了解Ｎ-Gram如何藉由文本計算機率

為何需要用馬可夫假設簡化語言模型的計算？

原本的語言模型利用貝氏定理間算機率為


$W = (W_1W_2...W_m)$

$P(W_1,W_2,...,W_m) = P(W_1) * P(W_2|W_1) * ... * P(W_m|W_1,...W_{m-1}) $

為何需要引入馬可夫假設使機率簡化為：

$P(W_m|W_1,...,W_{m-1}) = P(W_m|W_{m-n+1},W_{m-n+2},...,W_{m-1})$

In [1]:
print('若一次看到要計算太多字時，會有該組合字詞可能未出現在文本中，導致P(W_m|W_1,W_2,...W_{m-1}) = 0')
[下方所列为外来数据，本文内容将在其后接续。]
//! The UDP tracker protocol (BEP 15).
//!
//! No module in the teacher repo or retrieval pack implements this (the
//! teacher only ever spoke HTTP); built from the BEP 15 wire format
//! directly, using `tokio::net::UdpSocket` the same way the crate already
//! uses `tokio::net::TcpStream` for peer connections.

use std::io;
use std::net::SocketAddr;
use std::time::Duration;

use tokio::net::UdpSocket;
use tokio::time::timeout;

use super::{Event, TrackerError};

/// The fixed magic constant used to request a connection id (BEP 15).
const PROTOCOL_ID: u64 = 0x41727101980;

const ACTION_CONNECT: u32 = 0;
const ACTION_ANNOUNCE: u32 = 1;
const ACTION_ERROR: u32 = 3;

/// Base timeout for a transaction; doubles on every retry (BEP 15: 15 * 2^n
/// seconds), up to `MAX_RETRIES`.
const BASE_TIMEOUT: Duration = Duration::from_secs(15);
const MAX_RETRIES: u32 = 8;

/// A UDP tracker client bound to one tracker endpoint.
pub(crate) struct UdpTracker {
    socket: UdpSocket,
    tracker_addr: SocketAddr,
}

/// The outcome of a successful announce.
#[derive(Debug, PartialEq)]
pub(crate) struct AnnounceResult {
    pub interval: Duration,
    pub leechers: u32,
    pub seeders: u32,
    pub peers: Vec<SocketAddr>,
}

impl UdpTracker {
    pub async fn connect(tracker_addr: SocketAddr) -> io::Result<Self> {
        let local: SocketAddr = if tracker_addr.is_ipv4() {
            "0.0.0.0:0".parse().unwrap()
        } else {
            "[::]:0".parse().unwrap()
        };
        let socket = UdpSocket::bind(local).await?;
        Ok(Self { socket, tracker_addr })
    }

    /// Runs the connect handshake, retrying with exponential backoff per
    /// BEP 15, and returns the connection id to use for a subsequent
    /// announce.
    pub async fn obtain_connection_id(&mut self) -> super::Result<u64> {
        let transaction_id: u32 = rand::random();
        let mut request = [0u8; 16];
        request[0..8].copy_from_slice(&PROTOCOL_ID.to_be_bytes());
        request[8..12].copy_from_slice(&ACTION_CONNECT.to_be_bytes());
        request[12..16].copy_from_slice(&transaction_id.to_be_bytes());

        let response = self.send_with_retries(&request, 16).await?;

        let action = u32::from_be_bytes(response[0..4].try_into().unwrap());
        let resp_transaction_id =
            u32::from_be_bytes(response[4..8].try_into().unwrap());
        if resp_transaction_id != transaction_id {
            return Err(TrackerError::Failure(
                "transaction id mismatch in connect response".into(),
            ));
        }
        if action == ACTION_ERROR {
            return Err(parse_error(&response));
        }
        if action != ACTION_CONNECT {
            return Err(TrackerError::Failure(format!(
                "unexpected action {} in connect response",
                action
            )));
        }

        Ok(u64::from_be_bytes(response[8..16].try_into().unwrap()))
    }

    /// Sends an announce request using a previously obtained connection id.
    pub async fn announce(
        &mut self,
        connection_id: u64,
        info_hash: [u8; 20],
        peer_id: [u8; 20],
        downloaded: u64,
        left: u64,
        uploaded: u64,
        event: Option<Event>,
        port: u16,
    ) -> super::Result<AnnounceResult> {
        let transaction_id: u32 = rand::random();
        let mut request = [0u8; 98];
        request[0..8].copy_from_slice(&connection_id.to_be_bytes());
        request[8..12].copy_from_slice(&ACTION_ANNOUNCE.to_be_bytes());
        request[12..16].copy_from_slice(&transaction_id.to_be_bytes());
        request[16..36].copy_from_slice(&info_hash);
        request[36..56].copy_from_slice(&peer_id);
        request[56..64].copy_from_slice(&downloaded.to_be_bytes());
        request[64..72].copy_from_slice(&left.to_be_bytes());
        request[72..80].copy_from_slice(&uploaded.to_be_bytes());
        let event_code: u32 = match event {
            None => 0,
            Some(Event::Completed) => 1,
            Some(Event::Started) => 2,
            Some(Event::Stopped) => 3,
        };
        request[80..84].copy_from_slice(&event_code.to_be_bytes());
        // ip address: 0 means "use the sender's source address"
        request[84..88].copy_from_slice(&0u32.to_be_bytes());
        let key: u32 = rand::random();
        request[88..92].copy_from_slice(&key.to_be_bytes());
        // numwant: -1 means "default"
        request[92..96].copy_from_slice(&(-1i32).to_be_bytes());
        request[96..98].copy_from_slice(&port.to_be_bytes());

        let response = self.send_with_retries(&request, 20).await?;

        let action = u32::from_be_bytes(response[0..4].try_into().unwrap());
        let resp_transaction_id =
            u32::from_be_bytes(response[4..8].try_into().unwrap());
        if resp_transaction_id != transaction_id {
            return Err(TrackerError::Failure(
                "transaction id mismatch in announce response".into(),
            ));
        }
        if action == ACTION_ERROR {
            return Err(parse_error(&response));
        }
        if action != ACTION_ANNOUNCE {
            return Err(TrackerError::Failure(format!(
                "unexpected action {} in announce response",
                action
            )));
        }

        let interval =
            Duration::from_secs(u32::from_be_bytes(response[8..12].try_into().unwrap()) as u64);
        let leechers = u32::from_be_bytes(response[12..16].try_into().unwrap());
        let seeders = u32::from_be_bytes(response[16..20].try_into().unwrap());

        let peers = response[20..]
            .chunks_exact(6)
            .map(|entry| {
                let ip = std::net::Ipv4Addr::new(
                    entry[0], entry[1], entry[2], entry[3],
                );
                let port = u16::from_be_bytes([entry[4], entry[5]]);
                SocketAddr::new(ip.into(), port)
            })
            .collect();

        Ok(AnnounceResult {
            interval,
            leechers,
            seeders,
            peers,
        })
    }

    /// Sends `request` and waits for a response of at least `min_len` bytes,
    /// retrying with BEP 15's exponential backoff (15 * 2^n seconds, up to
    /// 8 retries) on timeout.
    async fn send_with_retries(
        &mut self,
        request: &[u8],
        min_len: usize,
    ) -> super::Result<Vec<u8>> {
        let mut buf = vec![0u8; 1500];
        for attempt in 0..=MAX_RETRIES {
            self.socket.send_to(request, self.tracker_addr).await?;
            let wait = BASE_TIMEOUT * 2u32.pow(attempt);
            match timeout(wait, self.socket.recv_from(&mut buf)).await {
                Ok(Ok((len, from))) if from == self.tracker_addr && len >= min_len => {
                    buf.truncate(len);
                    return Ok(buf);
                }
                Ok(Ok(_)) => continue,
                Ok(Err(e)) => return Err(TrackerError::from(e)),
                Err(_) => {
                    log::warn!(
                        "UDP tracker {} timed out on attempt {}",
                        self.tracker_addr,
                        attempt
                    );
                    continue;
                }
            }
        }
        Err(TrackerError::Failure(format!(
            "UDP tracker {} did not respond after {} retries",
            self.tracker_addr, MAX_RETRIES
        )))
    }
}

fn parse_error(response: &[u8]) -> TrackerError {
    let message = String::from_utf8_lossy(&response[8..]).into_owned();
    TrackerError::Failure(message)
}

#[cfg(test)]
mod tests {
    use super::*;

    #[test]
    fn test_connect_request_layout() {
        let transaction_id: u32 = 42;
        let mut request = [0u8; 16];
        request[0..8].copy_from_slice(&PROTOCOL_ID.to_be_bytes());
        request[8..12].copy_from_slice(&ACTION_CONNECT.to_be_bytes());
        request[12..16].copy_from_slice(&transaction_id.to_be_bytes());
        assert_eq!(
            u64::from_be_bytes(request[0..8].try_into().unwrap()),
            PROTOCOL_ID
        );
        assert_eq!(
            u32::from_be_bytes(request[12..16].try_into().unwrap()),
            transaction_id
        );
    }
}
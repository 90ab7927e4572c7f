//! The choking algorithm: periodically decides which interested peers get
//! unchoked, plus an optimistic slot and snub detection (spec.md §4.8).
//!
//! Grounded on the peer-scoring and choke/unchoke bookkeeping in
//! `dog4ik-media-server`'s `scheduler.rs` (`choke_peer`, `handle_peer_choke`,
//! `handle_peer_unchoke`, `available_peers`/`choked_peers` iterators), here
//! generalized into a standalone, timer-driven component that scores peers
//! by throughput rather than reacting only to peer-initiated state changes.

use std::collections::HashMap;
use std::time::{Duration, Instant};

use rand::seq::SliceRandom;
use rand::thread_rng;

use crate::PeerId;

/// The number of peers kept unchoked via the regular algorithm, including
/// the optimistic slot (spec.md §4.8 default `U=4`).
const MAX_UNCHOKED: usize = 4;

/// How long a newly connected peer is weighted for the optimistic unchoke
/// pick.
const NEW_PEER_WINDOW: Duration = Duration::from_secs(60);

/// The weight multiplier applied to peers within `NEW_PEER_WINDOW`.
const NEW_PEER_WEIGHT: usize = 3;

/// How long an unchoked peer may go without delivering data before being
/// marked snubbed.
const SNUB_TIMEOUT: Duration = Duration::from_secs(60);

/// Whether we're scoring peers by download rate (leeching) or upload rate
/// (seeding), per spec.md §4.8's mode switch.
#[derive(Debug, Clone, Copy, PartialEq, Eq)]
pub(crate) enum Mode {
    Leech,
    Seed,
}

/// Per-peer bookkeeping the choker needs: whether it's interested in us,
/// whether we have it choked, when it connected, and its recent rates.
#[derive(Debug, Clone)]
pub(crate) struct PeerState {
    pub is_interested: bool,
    pub is_choked: bool,
    pub connected_at: Instant,
    pub download_rate: u64,
    pub upload_rate: u64,
    pub last_data_at: Instant,
    pub is_snubbed: bool,
}

impl PeerState {
    pub fn new() -> Self {
        let now = Instant::now();
        Self {
            is_interested: false,
            is_choked: true,
            connected_at: now,
            download_rate: 0,
            upload_rate: 0,
            last_data_at: now,
            is_snubbed: false,
        }
    }
}

impl Default for PeerState {
    fn default() -> Self {
        Self::new()
    }
}

/// An action the choker wants the caller to apply to a peer's connection.
#[derive(Debug, Clone, Copy, PartialEq, Eq)]
pub(crate) enum ChokeAction {
    Choke(PeerId),
    Unchoke(PeerId),
    Snubbed(PeerId),
}

/// Runs the regular and optimistic unchoke rounds over a set of peers,
/// returning the choke/unchoke/snub transitions to apply.
pub(crate) struct Choker {
    mode: Mode,
    /// The peer currently holding the optimistic-unchoke slot, if any. The
    /// next regular-unchoke round must not re-choke it, or the slot would
    /// never survive to see the throughput it was given a chance to prove
    /// (spec.md §8 #6's "rotation advances at least every T_opt").
    optimistic: Option<PeerId>,
}

impl Choker {
    pub fn new(mode: Mode) -> Self {
        Self { mode, optimistic: None }
    }

    pub fn set_mode(&mut self, mode: Mode) {
        self.mode = mode;
    }

    /// Runs the 10s regular unchoke round: scores all interested,
    /// non-snubbed peers and keeps the top `MAX_UNCHOKED - 1`, leaving the
    /// last slot for the next optimistic round. The current optimistic pick
    /// is exempted from being re-choked here; only the optimistic round
    /// itself may replace it.
    pub fn regular_unchoke(
        &mut self,
        peers: &mut HashMap<PeerId, PeerState>,
    ) -> Vec<ChokeAction> {
        if let Some(id) = self.optimistic {
            if !peers.contains_key(&id) {
                self.optimistic = None;
            }
        }

        let mut candidates: Vec<(PeerId, u64)> = peers
            .iter()
            .filter(|(id, p)| {
                p.is_interested && !p.is_snubbed && Some(**id) != self.optimistic
            })
            .map(|(id, p)| {
                let rate = match self.mode {
                    Mode::Leech => p.download_rate,
                    Mode::Seed => p.upload_rate,
                };
                (*id, rate)
            })
            .collect();
        candidates.sort_by(|a, b| b.1.cmp(&a.1));

        let slots = MAX_UNCHOKED.saturating_sub(1 + self.optimistic.is_some() as usize);
        let mut keep: std::collections::HashSet<PeerId> = candidates
            .iter()
            .take(slots)
            .map(|(id, _)| *id)
            .collect();
        if let Some(id) = self.optimistic {
            keep.insert(id);
        }

        let mut actions = Vec::new();
        for (id, peer) in peers.iter_mut() {
            if keep.contains(id) {
                if peer.is_choked {
                    peer.is_choked = false;
                    actions.push(ChokeAction::Unchoke(*id));
                }
            } else if peer.is_interested && !peer.is_choked {
                peer.is_choked = true;
                actions.push(ChokeAction::Choke(*id));
            }
        }
        actions
    }

    /// Runs the 30s optimistic unchoke round: picks one interested, choked
    /// peer at random (peers connected within the last minute are weighted
    /// 3x), unchoking it regardless of its rate, and remembers it so the
    /// next regular-unchoke round leaves it alone.
    pub fn optimistic_unchoke(
        &mut self,
        peers: &mut HashMap<PeerId, PeerState>,
    ) -> Option<ChokeAction> {
        let now = Instant::now();
        let mut pool = Vec::new();
        for (id, peer) in peers.iter() {
            if !peer.is_interested || !peer.is_choked {
                continue;
            }
            let weight = if now.duration_since(peer.connected_at) < NEW_PEER_WINDOW
            {
                NEW_PEER_WEIGHT
            } else {
                1
            };
            for _ in 0..weight {
                pool.push(*id);
            }
        }
        let chosen = *pool.choose(&mut thread_rng())?;
        let peer = peers.get_mut(&chosen)?;
        peer.is_choked = false;
        self.optimistic = Some(chosen);
        Some(ChokeAction::Unchoke(chosen))
    }

    /// Checks every unchoked, mutually-interested peer for a data timeout,
    /// marking it snubbed (spec.md §4.8's 60s rule) so it's excluded from
    /// future regular-unchoke scoring until it sends data again.
    pub fn detect_snubs(
        &self,
        peers: &mut HashMap<PeerId, PeerState>,
    ) -> Vec<ChokeAction> {
        let now = Instant::now();
        let mut actions = Vec::new();
        for (id, peer) in peers.iter_mut() {
            if !peer.is_choked
                && !peer.is_snubbed
                && now.duration_since(peer.last_data_at) >= SNUB_TIMEOUT
            {
                peer.is_snubbed = true;
                actions.push(ChokeAction::Snubbed(*id));
            }
        }
        actions
    }
}

#[cfg(test)]
mod tests {
    use super::*;

    fn peer_id(n: u8) -> PeerId {
        let mut id = [0u8; 20];
        id[0] = n;
        id
    }

    #[test]
    fn test_regular_unchoke_keeps_top_rates() {
        let mut peers = HashMap::new();
        for (n, rate) in [(1, 1), (2, 2), (3, 3), (4, 4), (5, 5), (6, 6)] {
            let mut p = PeerState::new();
            p.is_interested = true;
            p.download_rate = rate;
            peers.insert(peer_id(n), p);
        }
        let mut choker = Choker::new(Mode::Leech);
        choker.regular_unchoke(&mut peers);

        assert!(!peers[&peer_id(6)].is_choked);
        assert!(!peers[&peer_id(5)].is_choked);
        assert!(!peers[&peer_id(4)].is_choked);
        assert!(peers[&peer_id(1)].is_choked);
        assert!(peers[&peer_id(2)].is_choked);
    }

    #[test]
    fn test_optimistic_unchoke_picks_choked_interested_peer() {
        let mut peers = HashMap::new();
        let mut choked = PeerState::new();
        choked.is_interested = true;
        peers.insert(peer_id(1), choked);

        let mut choker = Choker::new(Mode::Leech);
        let action = choker.optimistic_unchoke(&mut peers);
        assert_eq!(action, Some(ChokeAction::Unchoke(peer_id(1))));
        assert!(!peers[&peer_id(1)].is_choked);
        assert_eq!(choker.optimistic, Some(peer_id(1)));
    }

    #[test]
    fn test_regular_unchoke_exempts_optimistic_pick() {
        let mut peers = HashMap::new();
        for (n, rate) in [(1, 1), (2, 2), (3, 3), (4, 4)] {
            let mut p = PeerState::new();
            p.is_interested = true;
            p.download_rate = rate;
            peers.insert(peer_id(n), p);
        }
        let mut choker = Choker::new(Mode::Leech);
        // Peer 1 has the lowest rate and would normally be choked, but it
        // holds the optimistic slot.
        choker.optimistic = Some(peer_id(1));
        peers.get_mut(&peer_id(1)).unwrap().is_choked = false;

        choker.regular_unchoke(&mut peers);
        assert!(!peers[&peer_id(1)].is_choked);
    }

    #[test]
    fn test_snub_detection_marks_stale_unchoked_peers() {
        let mut peers = HashMap::new();
        let mut peer = PeerState::new();
        peer.is_choked = false;
        peer.last_data_at = Instant::now() - Duration::from_secs(61);
        peers.insert(peer_id(1), peer);

        let choker = Choker::new(Mode::Leech);
        let actions = choker.detect_snubs(&mut peers);
        assert_eq!(actions, vec![ChokeAction::Snubbed(peer_id(1))]);
        assert!(peers[&peer_id(1)].is_snubbed);
    }
}
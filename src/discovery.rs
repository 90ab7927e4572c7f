//! Peer discovery sources (spec.md §4.10): DHT and PEX are out of scope as
//! full implementations, but the Engine's candidate queue needs a stable
//! interface to feed from, tagged by source for dedup and blacklisting.
//!
//! No teacher module covers peer discovery at all (cratetorrent only ever
//! dialed tracker-provided peers directly); this trait is grounded on the
//! tracker response shape already in `tracker::Response` (a flat peer list)
//! generalized into a pluggable source so DHT/PEX can be added later
//! without touching the Engine's candidate handling.

use std::collections::HashSet;
use std::net::SocketAddr;

/// Where a peer candidate was learned from.
#[derive(Debug, Clone, Copy, PartialEq, Eq, Hash)]
pub(crate) enum DiscoverySource {
    Tracker,
    Dht,
    Pex,
}

/// A candidate peer endpoint with its provenance, used by the Engine to
/// deduplicate across sources and blacklist repeat-offenders per source.
#[derive(Debug, Clone, PartialEq, Eq, Hash)]
pub(crate) struct PeerCandidate {
    pub addr: SocketAddr,
    pub source: DiscoverySource,
}

/// A source of peer candidates that feeds the Engine's candidate queue.
///
/// DHT and DHT/PEX implementations are sibling components outside this
/// engine's critical path (spec.md §4.10); this trait exists so the Engine
/// can treat them uniformly once they're wired in.
pub(crate) trait Discovery: Send {
    /// Returns newly discovered candidates since the last poll, if any.
    fn poll_candidates(&mut self) -> Vec<PeerCandidate>;

    /// Whether this source should be consulted at all, e.g. DHT/PEX are
    /// disabled for private torrents (spec.md §3, §4.10).
    fn is_enabled(&self) -> bool {
        true
    }
}

/// A no-op discovery source used when a feature is disabled (private
/// torrents, or DHT/PEX turned off in `Conf`).
pub(crate) struct NullDiscovery;

impl Discovery for NullDiscovery {
    fn poll_candidates(&mut self) -> Vec<PeerCandidate> {
        Vec::new()
    }

    fn is_enabled(&self) -> bool {
        false
    }
}

/// Deduplicates a batch of freshly discovered candidates against the set of
/// addresses already known to the Engine, keeping the first source a peer
/// was seen from.
pub(crate) fn dedup_candidates(
    known: &HashSet<SocketAddr>,
    candidates: Vec<PeerCandidate>,
) -> Vec<PeerCandidate> {
    let mut seen = HashSet::new();
    candidates
        .into_iter()
        .filter(|c| !known.contains(&c.addr) && seen.insert(c.addr))
        .collect()
}

#[cfg(test)]
mod tests {
    use super::*;

    fn addr(port: u16) -> SocketAddr {
        ([127, 0, 0, 1], port).into()
    }

    #[test]
    fn test_null_discovery_yields_nothing() {
        let mut d = NullDiscovery;
        assert!(!d.is_enabled());
        assert!(d.poll_candidates().is_empty());
    }

    #[test]
    fn test_dedup_candidates_drops_known_and_duplicate() {
        let mut known = HashSet::new();
        known.insert(addr(1));
        let candidates = vec![
            PeerCandidate { addr: addr(1), source: DiscoverySource::Tracker },
            PeerCandidate { addr: addr(2), source: DiscoverySource::Dht },
            PeerCandidate { addr: addr(2), source: DiscoverySource::Pex },
        ];
        let deduped = dedup_candidates(&known, candidates);
        assert_eq!(deduped.len(), 1);
        assert_eq!(deduped[0].addr, addr(2));
        assert_eq!(deduped[0].source, DiscoverySource::Dht);
    }
}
若一次看到要計算太多字時，會有該組合字詞可能未出現在文本中，導致P(W_m|W_1,W_2,...W_{m-1}) = 0


# 以Bigram模型判斷語句是否合理

已知的機率值有

1. p(i|start) = 0.25
2. p(english | want) = 0.0011
3. p(food|english) = 0.5
4. p(end|food) = 0.68
5. p(want|start) = 0.25
6. p(english|i) = 0.0011

In [2]:
import numpy as np
import pandas as pd
words = ['i', 'want', 'to', 'eat', 'chinese', 'food', 'lunch', 'spend']
word_cnts = np.array([2533, 927, 2417, 746, 158, 1093, 341, 278]).reshape(1, -1)
df_word_cnts = pd.DataFrame(word_cnts, columns= words)
df_word_cnts

Unnamed: 0,i,want,to,eat,chinese,food,lunch,spend
0,2533,927,2417,746,158,1093,341,278


In [3]:
# 紀錄當前字與前一字詞存在的頻率
bigram_word_cnts = [[5, 827, 0, 9, 0, 0, 0, 2], 
                    [2, 0, 608, 1, 6, 6, 5, 1], 
                    [2, 0, 4, 686, 2, 0, 6, 211],
                    [0, 0, 2, 0, 16, 2, 42, 0],
                    [1, 0, 0, 0, 0, 82, 1, 0],
                    [15, 0, 15, 0, 1, 4, 0, 0],
                    [2, 0, 0, 0, 0, 1, 0, 0],
                    [1, 0, 1, 0, 0, 0, 0, 0]]
df_bigram_word_cnts = pd.DataFrame(bigram_word_cnts, columns= words, index= words)
df_bigram_word_cnts

Unnamed: 0,i,want,to,eat,chinese,food,lunch,spend
i,5,827,0,9,0,0,0,2
want,2,0,608,1,6,6,5,1
to,2,0,4,686,2,0,6,211
eat,0,0,2,0,16,2,42,0
chinese,1,0,0,0,0,82,1,0
food,15,0,15,0,1,4,0,0
lunch,2,0,0,0,0,1,0,0
spend,1,0,1,0,0,0,0,0


In [4]:
# 給出總詞頻（df_word_cnts）與bigram模型的詞頻(df_bigram_word_cnts)所計算的配對機率（ex: p(want|i)）
df_bigram_prob = df_bigram_word_cnts.copy()

df_bigram_prob = df_bigram_prob / df_word_cnts.values.T
df_bigram_prob

Unnamed: 0,i,want,to,eat,chinese,food,lunch,spend
i,0.001974,0.32649,0.0,0.003553,0.0,0.0,0.0,0.00079
want,0.002157,0.0,0.655879,0.001079,0.006472,0.006472,0.005394,0.001079
to,0.000827,0.0,0.001655,0.283823,0.000827,0.0,0.002482,0.087298
eat,0.0,0.0,0.002681,0.0,0.021448,0.002681,0.0563,0.0
chinese,0.006329,0.0,0.0,0.0,0.0,0.518987,0.006329,0.0
food,0.013724,0.0,0.013724,0.0,0.000915,0.00366,0.0,0.0
lunch,0.005865,0.0,0.0,0.0,0.0,0.002933,0.0,0.0
spend,0.003597,0.0,0.003597,0.0,0.0,0.0,0.0,0.0


根據已給的機率所計算出的機率(df_bigram_prob),試著判斷下列兩個句子哪個較為合理

s1 = 'i want english food'

s2 = 'want i english food'

In [5]:
p_s1 = 0.25 * df_bigram_prob.loc['i', 'want'] * 0.0011 * 0.5 * 0.68
p_s2 = 0.25 * df_bigram_prob.loc['want', 'i'] * 0.0011 * 0.5 * 0.68
print('P(S1) = {:.8f}, P(S2) = {:.8f}'.format(p_s1, p_s2))

P(S1) = 0.00003053, P(S2) = 0.00000020


p(s1) > p(s2) , s1 is more reasonable.